The garage doors fly open all at once, and two teens start to run away. As Officer Kaiser walks up to them, he fires his gun.

The two young people who were at the scene say they were hurt in the shooting and went to nearby hospitals. The LMPD, on the other hand, said there are reasons to think this claim isn’t true.

“During the incident, neither the officers nor the person who was being held was hurt,” the agency said. “There was also nothing at the scene that would have shown that anyone had been hurt.”

Mr. Kaiser was hired in 2016, and he is now on administrative leave while the LMPD looks into what happened.


Lawyers for the teens who were hurt say that the officer has a long history of using too much force.
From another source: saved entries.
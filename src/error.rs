//! Error types for the DiffBot hardware layer.
//!
//! Fatal configuration errors abort the current lifecycle transition and
//! surface synchronously to the caller. Per-cycle actuation failures are
//! handled inside `read`/`write` and never reach this type.

use crate::daemon::DaemonError;
use crate::joint::ContractViolation;
use thiserror::Error;

/// Error types for hardware layer operations.
#[derive(Debug, Clone, Error)]
pub enum HalError {
    /// Configuration error (missing or malformed parameters)
    #[error("Configuration error: {0}")]
    ConfigError(String),

    /// Joint interface contract violated
    #[error("Joint contract violated: {}", summarize(.0))]
    Contract(Vec<ContractViolation>),

    /// GPIO daemon operation failed
    #[error("GPIO daemon error: {0}")]
    Daemon(#[from] DaemonError),

    /// Lifecycle method called from the wrong state
    #[error("Invalid lifecycle transition: {0}")]
    InvalidTransition(String),
}

/// Join all contract violations into a single diagnostic line.
fn summarize(violations: &[ContractViolation]) -> String {
    violations
        .iter()
        .map(|v| v.to_string())
        .collect::<Vec<_>>()
        .join("; ")
}
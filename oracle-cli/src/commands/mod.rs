//! Subcommand implementations

mod resolve;
mod tools;
mod verify;

use std::path::Path;

use anyhow::Context;
use serde::Serialize;

pub use resolve::{resolve, ResolveArgs, ResolutionReport};
pub use tools::list_tools;
pub use verify::{verify, VerifyArgs};

/// Write pretty JSON to `output`, or stdout when absent
pub(crate) async fn emit_json<T: Serialize>(value: &T, output: Option<&Path>) -> anyhow::Result<()> {
    let json = serde_json::to_string_pretty(value)?;
    match output {
        Some(path) => tokio::fs::write(path, json + "\n")
            .await
            .with_context(|| format!("failed to write {}", path.display())),
        None => {
            println!("{json}");
            Ok(())
        }
    }
}

pub(crate) async fn read_json<T: serde::de::DeserializeOwned>(path: &Path, what: &str) -> anyhow::Result<T> {
    let raw = tokio::fs::read_to_string(path)
        .await
        .with_context(|| format!("failed to read {what} from {}", path.display()))?;
    serde_json::from_str(&raw).with_context(|| format!("{} is not a valid {what}", path.display()))
}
Sam Aguiar, an attorney, told the Louisville Courier-Journal that this officer has acted in ways that should have been a warning sign. “The department needs to explain right away why his previous mistakes didn’t lead to training and corrective action.”

In 2018, Mr. Kaiser was found not guilty of shooting and killing a man who, according to the LMPD, had thrown a knife at the officer.


He was also reprimanded more than once and suspended for a short time for breaking department rules about de-escalation and using “inappropriate force” on a child.

After the killing of Breonna Taylor in a no-knock police raid in 2020, which caused a lot of anger, the Department of Justice said in 2021 that it would look into the Louisville police department.